Having entered a legal battle with Victory Records surrounding the terms of album releases and owed royalties, today (November 23rd 2016) an Illinois federal judge has released Floridian outfit A Day To Remember from their contract with the label, and awarded the band with $4 million in withheld proceeds from music and merchandise sales.
Following a two-week jury trial and a day and a half of deliberations, an eight-person jury returned a multipage verdict that largely favoured the band. The jury said that a couple of disputed recordings counted as albums for the purposes of fulfilling a contract signed when the band’s four founding members were teenagers.
The jury further granted the band the composition rights to its songs, while awarding the sound recording copyrights to Victory.

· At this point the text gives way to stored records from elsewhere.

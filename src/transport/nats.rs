use async_nats::{Client, ConnectOptions};
use futures::stream::StreamExt;
use std::sync::Mutex;
use tokio::task::JoinHandle;
use tracing::{info, warn};

use super::Transport;
use crate::error::ChatError;
use crate::event::{Event, EventSender};

/// NATS-backed transport
pub struct NatsTransport {
    client: Client,
    url: String,
    events: EventSender,
    forwarders: Mutex<Vec<JoinHandle<()>>>,
}

impl NatsTransport {
    /// Connect to NATS server
    ///
    /// Connection state changes are forwarded to `events` as
    /// `Event::Connected` / `Event::Disconnected`.
    pub async fn connect(url: &str, events: EventSender) -> Result<Self, ChatError> {
        info!("Connecting to NATS at {}", url);

        let callback_events = events.clone();
        let client = ConnectOptions::new()
            .event_callback(move |event| {
                let events = callback_events.clone();
                async move {
                    match event {
                        async_nats::Event::Connected => {
                            let _ = events.send(Event::Connected);
                        }
                        async_nats::Event::Disconnected => {
                            let _ = events.send(Event::Disconnected);
                        }
                        other => warn!("NATS event: {:?}", other),
                    }
                }
            })
            .connect(url)
            .await
            .map_err(|e| ChatError::connection(url, e))?;

        info!("Connected to NATS successfully");

        // The initial connect is not guaranteed to go through the callback
        let _ = events.send(Event::Connected);

        Ok(Self {
            client,
            url: url.to_string(),
            events,
            forwarders: Mutex::new(Vec::new()),
        })
    }

    pub fn url(&self) -> &str {
        &self.url
    }

    fn abort_forwarders(&self) {
        if let Ok(mut forwarders) = self.forwarders.lock() {
            for task in forwarders.drain(..) {
                task.abort();
            }
        }
    }
}

#[async_trait::async_trait]
impl Transport for NatsTransport {
    async fn subscribe(&self, pattern: &str) -> Result<(), ChatError> {
        info!("Subscribing to {}", pattern);

        let mut subscriber = self
            .client
            .subscribe(pattern.to_string())
            .await
            .map_err(|e| ChatError::subscription(pattern, e))?;

        let events = self.events.clone();
        let forwarder = tokio::spawn(async move {
            while let Some(msg) = subscriber.next().await {
                let event = Event::MessageReceived {
                    topic: msg.subject.to_string(),
                    payload: String::from_utf8_lossy(&msg.payload).into_owned(),
                };
                if events.send(event).is_err() {
                    break;
                }
            }
        });

        if let Ok(mut forwarders) = self.forwarders.lock() {
            forwarders.push(forwarder);
        }

        info!("Subscribed to {}", pattern);

        Ok(())
    }

    async fn publish(&self, topic: &str, payload: String) -> Result<(), ChatError> {
        let bytes = payload.len();

        self.client
            .publish(topic.to_string(), payload.into_bytes().into())
            .await
            .map_err(|e| ChatError::publish(topic, e))?;

        // Flush so a dead connection surfaces here instead of silently
        // buffering the message
        self.client
            .flush()
            .await
            .map_err(|e| ChatError::publish(topic, e))?;

        info!("Published to {} ({} bytes)", topic, bytes);

        let _ = self.events.send(Event::PublishAck {
            topic: topic.to_string(),
        });

        Ok(())
    }

    async fn close(&self) -> Result<(), ChatError> {
        info!("Closing NATS connection");
        self.abort_forwarders();
        // async-nats tears the connection down when the client is dropped
        Ok(())
    }

    fn name(&self) -> &str {
        "nats"
    }
}

impl Drop for NatsTransport {
    fn drop(&mut self) {
        self.abort_forwarders();
    }
}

Jay Bowen, an attorney for the band, has stated that the practical effect of the ruling is that the record label could continue to sell the band’s albums while paying royalties, but that the band members received the right to license the music.
You can read a full report regarding the verdict and outcome of the law suit and subsequent trial via the legal reporting website Law360 (here).
The band’s last two full-length records, this year’s ‘Bad Vibrations’ and 2013’s ‘Common Courtesy’, were both released via the band’s own imprint ADTR Records whilst the lawsuit was ongoing.
At the time of writing, it’s unclear as to whether or not they will continue to self-release their albums going forward, or approach another label now that they’re no longer tied to Victory Records.